Up until the late 1900s, there was no connection by bridge or tunnel from New York to New Jersey. Since workers traveling to the city from New Jersey and back had to cross the Hudson to get to Manhattan, the tunnel was a relief and economic advantage.
The project, funded by the Public Works Administration also benefited the economy by putting thousands to work during the Great Depression by the Ports Authority of both states.
Building the Tunnel
Designed by Ole Singstad and the first tunnel completed after the Holland tunnel in 1927, building it was no small feat.
Construction began in March of 1934 with crews working from the New York side and New Jersey side of the Hudson River. The workers, called “sandhogs”, had to pass through airlocks easing them in and out of dangerous and claustrophobic high-pressure areas. The work zone was up to 97 feet below the surface of the river.
Enduring the threat of floods and high pressure, the determined workers braced the excavation with hundreds of huge iron rings and concrete amid the roar of giant drills, exploding dynamite, and the rattle of tram cars above. Workers from both sides didn’t meet each other beneath the Hudson until August of 1935.
As traffic increased the ports authorities ordered the building of the second tube, already in the plans in 1938. Work was halted until 1941 because of war-material shortages of metal. Finally, the second tube opened on February 1, 1945. Omero Catan’s brother Michael was the first to lead the way through the second tube.

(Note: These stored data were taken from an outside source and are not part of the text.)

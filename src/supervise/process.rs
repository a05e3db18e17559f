// src/supervise/process.rs

//! Production [`Supervisor`]: a real child process per run.

use std::collections::BTreeMap;
use std::env;
use std::ffi::OsString;
use std::future::Future;
use std::path::PathBuf;
use std::pin::Pin;
use std::process::Stdio;
use std::time::Duration;

use tokio::process::Command;
use tokio::task::JoinHandle;
use tracing::{debug, error, info, warn};

use crate::catalog::CatalogEntry;
use crate::errors::KioskError;
use crate::runtime::RuntimeHandle;
use crate::supervise::{classify_stderr, ExitOutcome, Supervisor, SupervisorOptions};
use crate::types::RunKind;

/// Variables set for full-screen devices without a compositor.
const DEVICE_OVERLAY: [(&str, &str); 4] = [
    ("SDL_VIDEODRIVER", "kmsdrm"),
    ("SDL_VIDEO_SYNC", "1"),
    ("SDL_AUDIODRIVER", "alsa"),
    ("SDL_VIDEO_ALLOW_SCREENSAVER", "0"),
];

const ALWAYS_OVERLAY: [(&str, &str); 1] = [("PYGAME_HIDE_SUPPORT_PROMPT", "1")];

/// Interpreter names tried when a script has no environment of its own.
const FALLBACK_INTERPRETERS: [&str; 2] = ["python3", "python"];

#[derive(Debug, Clone)]
pub struct ProcessSupervisor {
    options: SupervisorOptions,
    /// Search path override for interpreter lookup. `None` uses `$PATH`.
    search_path: Option<OsString>,
}

/// What a single run looked like once the child exited.
#[derive(Debug)]
struct SupervisedRun {
    pid: Option<u32>,
    exit_code: Option<i32>,
    stderr: String,
}

impl ProcessSupervisor {
    pub fn new(options: SupervisorOptions) -> Self {
        Self {
            options,
            search_path: None,
        }
    }

    pub fn with_search_path(mut self, search_path: impl Into<OsString>) -> Self {
        self.search_path = Some(search_path.into());
        self
    }

    /// Variables layered over the host environment for every child.
    pub fn child_env(&self) -> BTreeMap<String, String> {
        let mut vars = BTreeMap::new();
        if self.options.device_mode.is_device() {
            for (k, v) in DEVICE_OVERLAY {
                vars.insert(k.to_string(), v.to_string());
            }
        }
        for (k, v) in ALWAYS_OVERLAY {
            vars.insert(k.to_string(), v.to_string());
        }
        for (k, v) in &self.options.env {
            vars.insert(k.clone(), v.clone());
        }
        vars
    }

    /// Program and arguments for `entry`.
    pub fn command_line(
        &self,
        entry: &CatalogEntry,
        environment: Option<&RuntimeHandle>,
    ) -> Result<(PathBuf, Vec<OsString>), KioskError> {
        match entry.run_kind {
            RunKind::Binary => Ok((entry.launch_target.clone(), Vec::new())),
            RunKind::Script => {
                let interpreter = match environment {
                    Some(handle) => handle.path.clone(),
                    None => self.host_interpreter().ok_or_else(|| {
                        KioskError::ChildSpawnFailed(format!(
                            "no interpreter found for {}",
                            entry.id
                        ))
                    })?,
                };
                Ok((interpreter, vec![entry.launch_target.clone().into_os_string()]))
            }
        }
    }

    fn host_interpreter(&self) -> Option<PathBuf> {
        let search_path = self.search_path.clone().or_else(|| env::var_os("PATH"))?;
        let cwd = env::current_dir().unwrap_or_else(|_| PathBuf::from("."));
        FALLBACK_INTERPRETERS
            .iter()
            .find_map(|name| which::which_in(name, Some(&search_path), &cwd).ok())
    }

    fn should_raise_window(&self) -> Option<Duration> {
        if self.options.device_mode.is_device() {
            return None;
        }
        let compositing =
            env::var_os("DISPLAY").is_some() || env::var_os("WAYLAND_DISPLAY").is_some();
        if compositing {
            self.options.raise_window_after
        } else {
            None
        }
    }

    async fn spawn_and_wait(
        &self,
        entry: &CatalogEntry,
        program: PathBuf,
        args: Vec<OsString>,
    ) -> Result<SupervisedRun, KioskError> {
        let mut cmd = Command::new(&program);
        cmd.args(&args)
            .current_dir(&entry.dir)
            .envs(self.child_env())
            .stdin(Stdio::null())
            .stdout(Stdio::null())
            .stderr(Stdio::piped())
            .kill_on_drop(true);

        let child = cmd.spawn().map_err(|e| {
            KioskError::ChildSpawnFailed(format!("{}: {}", program.display(), e))
        })?;
        let pid = child.id();
        info!(entry = %entry.id, program = ?program, pid, "child started");

        let raiser = match (pid, self.should_raise_window()) {
            (Some(pid), Some(delay)) => Some(spawn_window_raise(pid, delay)),
            _ => None,
        };

        let waited = child.wait_with_output().await;
        if let Some(raiser) = raiser {
            raiser.abort();
        }
        let output = waited?;

        Ok(SupervisedRun {
            pid,
            exit_code: output.status.code(),
            stderr: String::from_utf8_lossy(&output.stderr).into_owned(),
        })
    }

    async fn supervise(
        &self,
        entry: &CatalogEntry,
        environment: Option<RuntimeHandle>,
    ) -> ExitOutcome {
        let (program, args) = match self.command_line(entry, environment.as_ref()) {
            Ok(line) => line,
            Err(err) => {
                warn!(entry = %entry.id, error = %err, "not started");
                return ExitOutcome::NotStarted(err.to_string());
            }
        };

        let run = match self.spawn_and_wait(entry, program, args).await {
            Ok(run) => run,
            Err(err) => {
                warn!(entry = %entry.id, error = %err, "not started");
                return ExitOutcome::NotStarted(err.to_string());
            }
        };

        let outcome = classify_stderr(&entry.display_name, &run.stderr, &self.options.benign);
        match &outcome {
            ExitOutcome::Crashed(msg) => {
                error!(
                    entry = %entry.id,
                    pid = run.pid,
                    exit_code = run.exit_code,
                    reason = %KioskError::ChildCrashed(msg.clone()),
                    "child crashed; full stderr follows:\n{}",
                    run.stderr
                );
            }
            _ => {
                info!(entry = %entry.id, pid = run.pid, exit_code = run.exit_code, "child exited");
                if !run.stderr.trim().is_empty() {
                    debug!(entry = %entry.id, "child stderr:\n{}", run.stderr);
                }
            }
        }
        outcome
    }
}

impl Supervisor for ProcessSupervisor {
    fn run<'a>(
        &'a mut self,
        entry: &'a CatalogEntry,
        environment: Option<RuntimeHandle>,
    ) -> Pin<Box<dyn Future<Output = ExitOutcome> + Send + 'a>> {
        Box::pin(self.supervise(entry, environment))
    }
}

/// Best-effort focus of the child's window after `delay`.
fn spawn_window_raise(pid: u32, delay: Duration) -> JoinHandle<()> {
    tokio::spawn(async move {
        tokio::time::sleep(delay).await;
        let pid_arg = pid.to_string();
        let status = Command::new("xdotool")
            .args(["search", "--pid", pid_arg.as_str(), "windowactivate"])
            .stdin(Stdio::null())
            .stdout(Stdio::null())
            .stderr(Stdio::null())
            .kill_on_drop(true)
            .status()
            .await;
        match status {
            Ok(status) => debug!(pid, %status, "window raise attempted"),
            Err(err) => debug!(pid, error = %err, "window raise unavailable"),
        }
    })
}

The Port Authority proposed a third tube that the City of New York initially opposed. They wanted to convince the Port Authority to help fund the road improvements that would be needed to help with the increase in traffic. After a compromise, the third tunnel opened in May of 1957. By the beginning of the 21st century, close to 21 million vehicles passed through the tunnel named after the twelfth U.S. president every year, making it the world’s busiest vehicular tunnel.